This task calls for copying every line of the records that includes the word "LazyLock".

╭──

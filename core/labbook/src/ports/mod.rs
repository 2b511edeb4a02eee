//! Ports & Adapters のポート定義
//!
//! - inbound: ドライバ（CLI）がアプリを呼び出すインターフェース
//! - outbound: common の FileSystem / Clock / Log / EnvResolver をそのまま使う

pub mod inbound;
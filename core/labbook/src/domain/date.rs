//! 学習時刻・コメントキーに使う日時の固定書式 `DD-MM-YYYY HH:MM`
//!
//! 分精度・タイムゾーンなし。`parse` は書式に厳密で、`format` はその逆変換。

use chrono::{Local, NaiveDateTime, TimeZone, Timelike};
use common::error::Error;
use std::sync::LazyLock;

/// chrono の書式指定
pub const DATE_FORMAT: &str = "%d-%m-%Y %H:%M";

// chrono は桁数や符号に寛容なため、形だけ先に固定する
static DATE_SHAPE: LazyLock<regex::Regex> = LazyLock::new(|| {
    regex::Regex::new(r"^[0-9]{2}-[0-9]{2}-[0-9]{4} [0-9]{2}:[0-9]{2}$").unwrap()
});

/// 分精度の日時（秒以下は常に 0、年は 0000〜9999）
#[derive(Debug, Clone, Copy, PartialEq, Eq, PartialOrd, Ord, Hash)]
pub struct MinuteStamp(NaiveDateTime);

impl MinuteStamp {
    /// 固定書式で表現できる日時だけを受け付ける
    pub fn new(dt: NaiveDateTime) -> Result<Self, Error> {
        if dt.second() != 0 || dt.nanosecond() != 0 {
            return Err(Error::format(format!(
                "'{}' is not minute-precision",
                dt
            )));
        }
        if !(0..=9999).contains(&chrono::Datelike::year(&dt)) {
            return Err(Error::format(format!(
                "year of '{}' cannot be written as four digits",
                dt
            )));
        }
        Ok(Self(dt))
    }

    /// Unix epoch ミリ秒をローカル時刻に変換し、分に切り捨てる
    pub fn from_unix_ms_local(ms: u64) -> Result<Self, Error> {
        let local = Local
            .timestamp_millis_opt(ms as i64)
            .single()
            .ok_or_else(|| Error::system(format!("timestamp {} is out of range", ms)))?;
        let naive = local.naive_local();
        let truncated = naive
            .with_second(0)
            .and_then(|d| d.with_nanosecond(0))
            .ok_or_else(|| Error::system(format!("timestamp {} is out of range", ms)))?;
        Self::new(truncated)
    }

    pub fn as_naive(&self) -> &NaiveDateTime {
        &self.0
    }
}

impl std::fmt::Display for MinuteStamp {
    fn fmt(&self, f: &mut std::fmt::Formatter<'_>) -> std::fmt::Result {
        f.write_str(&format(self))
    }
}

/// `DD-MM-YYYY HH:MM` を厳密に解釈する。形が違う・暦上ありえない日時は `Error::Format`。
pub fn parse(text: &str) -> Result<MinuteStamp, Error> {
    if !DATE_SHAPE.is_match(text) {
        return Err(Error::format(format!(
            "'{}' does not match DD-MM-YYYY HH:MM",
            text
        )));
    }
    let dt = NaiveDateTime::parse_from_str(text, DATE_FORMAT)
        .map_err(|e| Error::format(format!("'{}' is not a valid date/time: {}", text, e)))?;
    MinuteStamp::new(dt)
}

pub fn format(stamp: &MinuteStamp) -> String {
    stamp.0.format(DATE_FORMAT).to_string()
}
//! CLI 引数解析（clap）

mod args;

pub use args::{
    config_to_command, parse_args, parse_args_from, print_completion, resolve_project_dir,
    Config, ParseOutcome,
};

╰──
╭──

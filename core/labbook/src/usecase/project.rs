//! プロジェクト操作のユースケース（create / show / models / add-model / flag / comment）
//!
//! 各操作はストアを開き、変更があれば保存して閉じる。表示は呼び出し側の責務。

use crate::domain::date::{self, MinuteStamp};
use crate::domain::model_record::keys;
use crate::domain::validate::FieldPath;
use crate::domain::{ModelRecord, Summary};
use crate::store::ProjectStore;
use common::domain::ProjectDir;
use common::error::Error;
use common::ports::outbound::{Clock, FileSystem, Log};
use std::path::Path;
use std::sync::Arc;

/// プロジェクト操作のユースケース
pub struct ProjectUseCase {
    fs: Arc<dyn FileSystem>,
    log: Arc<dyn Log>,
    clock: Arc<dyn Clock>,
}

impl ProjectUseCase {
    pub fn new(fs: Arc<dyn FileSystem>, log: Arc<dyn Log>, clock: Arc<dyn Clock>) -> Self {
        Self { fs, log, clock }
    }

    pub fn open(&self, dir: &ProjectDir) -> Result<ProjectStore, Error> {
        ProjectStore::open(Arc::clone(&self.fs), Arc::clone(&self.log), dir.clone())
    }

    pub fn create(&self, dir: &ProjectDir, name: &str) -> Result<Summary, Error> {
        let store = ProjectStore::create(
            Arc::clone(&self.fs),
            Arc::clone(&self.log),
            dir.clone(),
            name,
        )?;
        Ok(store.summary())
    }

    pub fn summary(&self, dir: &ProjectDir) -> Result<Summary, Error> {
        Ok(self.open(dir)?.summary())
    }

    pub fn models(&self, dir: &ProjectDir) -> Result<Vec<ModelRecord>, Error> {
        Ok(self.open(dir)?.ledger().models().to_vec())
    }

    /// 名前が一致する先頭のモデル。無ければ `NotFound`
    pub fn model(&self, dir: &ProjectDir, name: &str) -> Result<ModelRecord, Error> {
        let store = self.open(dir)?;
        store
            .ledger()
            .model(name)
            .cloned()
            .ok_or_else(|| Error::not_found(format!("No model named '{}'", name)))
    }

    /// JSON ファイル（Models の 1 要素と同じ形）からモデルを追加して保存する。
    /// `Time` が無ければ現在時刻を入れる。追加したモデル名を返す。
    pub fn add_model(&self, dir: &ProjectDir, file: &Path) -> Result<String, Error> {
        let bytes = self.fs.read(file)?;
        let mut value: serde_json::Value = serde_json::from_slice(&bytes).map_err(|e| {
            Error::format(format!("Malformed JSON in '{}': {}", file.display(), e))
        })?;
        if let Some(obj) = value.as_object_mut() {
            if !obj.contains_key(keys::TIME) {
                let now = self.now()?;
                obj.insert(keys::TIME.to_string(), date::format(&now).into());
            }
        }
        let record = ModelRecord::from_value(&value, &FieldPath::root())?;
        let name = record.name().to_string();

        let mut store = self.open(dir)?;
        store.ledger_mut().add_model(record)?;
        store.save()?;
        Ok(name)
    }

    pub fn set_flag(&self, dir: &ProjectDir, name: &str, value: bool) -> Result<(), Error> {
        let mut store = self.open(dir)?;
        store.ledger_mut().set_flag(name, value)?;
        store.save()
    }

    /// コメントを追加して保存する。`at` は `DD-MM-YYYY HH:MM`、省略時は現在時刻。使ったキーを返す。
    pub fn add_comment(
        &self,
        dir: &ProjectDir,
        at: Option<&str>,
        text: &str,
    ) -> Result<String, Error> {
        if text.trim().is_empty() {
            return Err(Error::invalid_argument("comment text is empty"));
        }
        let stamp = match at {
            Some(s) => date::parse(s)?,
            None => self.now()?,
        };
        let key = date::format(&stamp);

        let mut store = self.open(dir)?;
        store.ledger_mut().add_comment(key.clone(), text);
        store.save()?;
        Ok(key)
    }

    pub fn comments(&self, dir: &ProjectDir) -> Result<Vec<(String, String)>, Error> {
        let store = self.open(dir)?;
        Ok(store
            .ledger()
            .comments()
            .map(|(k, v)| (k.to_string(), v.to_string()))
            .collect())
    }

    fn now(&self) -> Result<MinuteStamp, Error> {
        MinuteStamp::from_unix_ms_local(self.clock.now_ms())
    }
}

╰──

» Task output:
use std::sync::LazyLock;
static DATE_SHAPE: LazyLock<regex::Regex> = LazyLock::new(|| {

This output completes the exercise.